▶ **Problem details**
For the entries below, the result should be an exact transcription of the lines from the one with "#[derive(Debug, thiserror::Error)]" up to and including the one with "not a connected", and only those.
·····
//! Error types for keydomain.

use keydomain_core::{DocumentId, DomError, NodeId};

/// Result type alias for controller operations.
pub type Result<T> = std::result::Result<T, KeyDomainError>;

/// Errors reported by [`FocusController`](crate::FocusController).
#[derive(Debug, thiserror::Error)]
pub enum KeyDomainError {
    /// Another controller already listens on this whole document.
    #[error("a key handler is already attached to document {0:?}")]
    DocumentAlreadyAttached(DocumentId),

    /// The element passed to `add_domain` does not exist.
    #[error("element {element:?} for domain '{domain}' does not exist")]
    MissingElement { domain: String, element: NodeId },

    /// A domain with this name is already registered.
    #[error("domain '{0}' is already registered")]
    DuplicateDomain(String),

    /// The element given as attachment target is not usable.
    #[error("cannot attach to {0:?}: not a connected element")]
    InvalidTarget(NodeId),

    /// Document operation failed.
    #[error(transparent)]
    Dom(#[from] DomError),

    /// Configuration could not be parsed.
    #[error("invalid configuration: {0}")]
    Config(#[from] toml::de::Error),
}

impl KeyDomainError {
    /// Returns true for errors caused by misconfiguration rather than document state.
    pub fn is_configuration_error(&self) -> bool {
        matches!(
            self,
            Self::DocumentAlreadyAttached(_)
                | Self::DuplicateDomain(_)
                | Self::MissingElement { .. }
                | Self::Config(_)
        )
    }
}
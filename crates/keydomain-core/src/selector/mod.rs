//! CSS selector types, parsing and matching.
//!
//! Domains may name a focus target with a selector such as `input` or
//! `.toolbar > button:first-child`. The selector is parsed with `cssparser`
//! and matched against any tree implementing [`SelectorTree`].

mod matcher;
mod parser;
mod types;

pub use matcher::{SelectorMatcher, SelectorTree};
pub use types::*;
//! Deferred task queue driven one tick at a time.
//!
//! Work posted with [`TaskQueue::post`] runs on the next call to
//! [`TaskQueue::run_tick`]. A tick only runs the tasks that were queued when
//! it started; anything posted while the tick is running waits for the
//! following tick. This is the "run after the current event finishes"
//! deferral that pointer-press handling relies on.

use std::collections::VecDeque;
use std::sync::Arc;
use std::sync::atomic::{AtomicU64, Ordering};

use parking_lot::Mutex;

use crate::logging::targets;

/// A unique identifier for a deferred task.
#[derive(Debug, Clone, Copy, PartialEq, Eq, Hash)]
pub struct TaskId(u64);

impl TaskId {
    /// Get the raw u64 value of this task ID.
    pub fn as_u64(self) -> u64 {
        self.0
    }
}

static NEXT_TASK_ID: AtomicU64 = AtomicU64::new(1);

fn next_task_id() -> TaskId {
    TaskId(NEXT_TASK_ID.fetch_add(1, Ordering::Relaxed))
}

type BoxedTask = Box<dyn FnOnce() + Send + 'static>;

struct TaskData {
    id: TaskId,
    task: BoxedTask,
}

/// Shared handle to a tick-driven task queue.
///
/// Clones share the same queue.
#[derive(Clone, Default)]
pub struct TaskQueue {
    tasks: Arc<Mutex<VecDeque<TaskData>>>,
}

impl TaskQueue {
    /// Create an empty queue.
    pub fn new() -> Self {
        Self::default()
    }

    /// Schedule a task for the next tick.
    pub fn post<F>(&self, task: F) -> TaskId
    where
        F: FnOnce() + Send + 'static,
    {
        let id = next_task_id();
        self.tasks.lock().push_back(TaskData {
            id,
            task: Box::new(task),
        });
        tracing::trace!(target: targets::TICK, id = id.as_u64(), "task posted");
        id
    }

    /// Check if there are any pending tasks.
    pub fn has_pending(&self) -> bool {
        !self.tasks.lock().is_empty()
    }

    /// Get the number of pending tasks.
    pub fn pending_count(&self) -> usize {
        self.tasks.lock().len()
    }

    /// Run every task queued before this call, in posting order.
    ///
    /// Returns the number of tasks run.
    pub fn run_tick(&self) -> usize {
        let batch: Vec<TaskData> = self.tasks.lock().drain(..).collect();
        let count = batch.len();
        for task_data in batch {
            tracing::trace!(target: targets::TICK, id = task_data.id.as_u64(), "running task");
            (task_data.task)();
        }
        count
    }

    /// Run ticks until the queue is empty or `max_ticks` ticks have run.
    ///
    /// Returns the total number of tasks run.
    pub fn run_until_idle(&self, max_ticks: usize) -> usize {
        let mut total = 0;
        for _ in 0..max_ticks {
            if !self.has_pending() {
                break;
            }
            total += self.run_tick();
        }
        total
    }
}

impl std::fmt::Debug for TaskQueue {
    fn fmt(&self, f: &mut std::fmt::Formatter<'_>) -> std::fmt::Result {
        f.debug_struct("TaskQueue")
            .field("pending", &self.pending_count())
            .finish()
    }
}
impl NodeData {
    fn new(kind: NodeKind) -> Self {
        Self {
            kind,
            parent: None,
            children: Vec::new(),
            attributes: BTreeMap::new(),
        }
    }

    fn tag(&self) -> Option<&str> {
        match &self.kind {
            NodeKind::Element { tag } => Some(tag),
            NodeKind::Document => None,
        }
    }
}

/// Tags that accept focus without a `tabindex` attribute.
const NATIVELY_FOCUSABLE: &[&str] = &["input", "textarea", "select", "button"];

/// The node arena behind a [`Document`](super::Document).
///
/// A fresh tree contains the document node, an `html` element and a `body`
/// element. Nodes created with [`create_element`](Self::create_element) start
/// out disconnected until appended somewhere under the document node.
pub struct DocumentTree {
    nodes: SlotMap<NodeId, NodeData>,
    root: NodeId,
    document_element: NodeId,
    body: NodeId,
    active: NodeId,
}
·····
▶ **Result**
#[derive(Debug, thiserror::Error)]
pub enum KeyDomainError {
    /// Another controller already listens on this whole document.
    #[error("a key handler is already attached to document {0:?}")]
    DocumentAlreadyAttached(DocumentId),

    /// The element passed to `add_domain` does not exist.
    #[error("element {element:?} for domain '{domain}' does not exist")]
    MissingElement { domain: String, element: NodeId },

    /// A domain with this name is already registered.
    #[error("domain '{0}' is already registered")]
    DuplicateDomain(String),

    /// The element given as attachment target is not usable.
    #[error("cannot attach to {0:?}: not a connected element")]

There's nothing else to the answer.